The official public comment period on EPA’s study wrapped up Tuesday night, following a handful of hearings EPA hosted in fracking hot spots around the country to give residents a chance to weigh-in. Those public hearings came to a close earlier this month in Binghamton, NY, ground zero for the debate over proposed drilling in the state. NRDC was among the hundreds who showed up at the New York hearings to voice a range of concerns and opinions over the proposed drilling in the state, which has become the latest front in this national battle.
The official written comments we submitted elaborated on our comments to EPA in Binghamton. Bottom line: These big corporations should not be allowed to frack unless they can prove it’s safe for our health, our communities and our environment. In order to ensure this, we stressed the following main points to EPA before it undertakes this fracking study:
- The study must consider fracking’s impacts from START TO FINISH on the surrounding communities and environment. This means studying the entire process from exploration to production. It includes activities that go hand-in-hand with hydraulic fracturing, because at every stage there are health and environmental risks – from land-clearing, to drilling, trucking, and managing chemicals and waste before and after corporations frack.
- EPA must examine ALL potential health and environmental risks from fracking. Much of the concern over fracking relates to its impact to clean drinking water, but unfortunately we know the potential consequences do not stop there. EPA must evaluate risks of significant air pollution, marred landscapes, disrupted habitat, and altered community character.
- The study must evaluate the full scope of impacts to Americans’ drinking water. This means looking at the broad range of ways fracking may contaminate drinking water, including but not limited to impacts from chemicals in fracking fluids, spills and leaks on land, treatment and disposal of contaminated wastewater, land clearing, and stormwater runoff.
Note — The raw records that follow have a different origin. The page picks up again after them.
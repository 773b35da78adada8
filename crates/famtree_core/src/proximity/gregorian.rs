//! Gregorian `dd/mm/yyyy` countdowns.

use super::{MalformedDate, FALLBACK_DAYS};
use chrono::{Datelike, Days, NaiveDate, NaiveDateTime};
use log::debug;

const MILLIS_PER_DAY: i64 = 24 * 60 * 60 * 1000;

/// Day and month of a recurring Gregorian date. The year is ignored.
#[derive(Debug, Clone, Copy, PartialEq, Eq)]
pub struct DayMonth {
    pub day: u32,
    pub month: u32,
}

impl DayMonth {
    /// Parses `dd/mm/yyyy`. Only day and month must be numeric.
    pub fn parse(text: &str) -> Result<Self, MalformedDate> {
        let parts = text.split('/').collect::<Vec<_>>();
        if parts.len() != 3 {
            return Err(MalformedDate::FieldCount {
                expected: 3,
                found: parts.len(),
            });
        }

        let day = parse_field(parts[0], "day")?;
        let month = parse_field(parts[1], "month")?;
        if !(1..=31).contains(&day) {
            return Err(MalformedDate::OutOfRange {
                field: "day",
                value: day,
            });
        }
        if !(1..=12).contains(&month) {
            return Err(MalformedDate::OutOfRange {
                field: "month",
                value: month,
            });
        }

        Ok(Self {
            day: day as u32,
            month: month as u32,
        })
    }

    /// Midnight of this day/month in `year`.
    ///
    /// Days past the end of the month roll into the next one, so 29/02
    /// lands on 1 March in a common year.
    pub fn occurrence_in(self, year: i32) -> Option<NaiveDateTime> {
        NaiveDate::from_ymd_opt(year, self.month, 1)?
            .checked_add_days(Days::new(u64::from(self.day - 1)))?
            .and_hms_opt(0, 0, 0)
    }

    /// Next occurrence at or after `now`.
    pub fn next_occurrence(self, now: NaiveDateTime) -> Option<NaiveDateTime> {
        let this_year = self.occurrence_in(now.year())?;
        if this_year < now {
            self.occurrence_in(now.year() + 1)
        } else {
            Some(this_year)
        }
    }
}

fn parse_field(raw: &str, field: &'static str) -> Result<i64, MalformedDate> {
    raw.trim()
        .parse::<i64>()
        .map_err(|_| MalformedDate::NonNumeric { field })
}

/// Whole days (rounded up) until the next occurrence of `text`.
pub fn try_days_until(text: &str, now: NaiveDateTime) -> Result<i64, MalformedDate> {
    let day_month = DayMonth::parse(text)?;
    let next = day_month
        .next_occurrence(now)
        .ok_or_else(|| MalformedDate::Unparseable(text.to_string()))?;
    let millis = (next - now).num_milliseconds();
    Ok((millis + MILLIS_PER_DAY - 1).div_euclid(MILLIS_PER_DAY))
}

/// Like [`try_days_until`], falling back to [`FALLBACK_DAYS`].
pub fn days_until(text: &str, now: NaiveDateTime) -> i64 {
    try_days_until(text, now).unwrap_or_else(|err| {
        debug!("event=date_fallback module=proximity calendar=gregorian reason={err}");
        FALLBACK_DAYS
    })
}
Additionally, we called on EPA to look at: the potential for fracking to cause earthquakes, risks to the produce and livestock in our nation’s food supply, the country’s capacity to treat and dispose of large amounts of wastewater from the process, and available technologies and best practices for minimizing risks.
EPA’s study could play a critical role in ensuring protection from the risks fracking poses to America’s drinking water, health, landscapes, and communities. By undertaking a broad, comprehensive study, we hope EPA will set a solid stage for our country to ensure no drills are allowed to come into our backyards unless companies prove it can be done safely.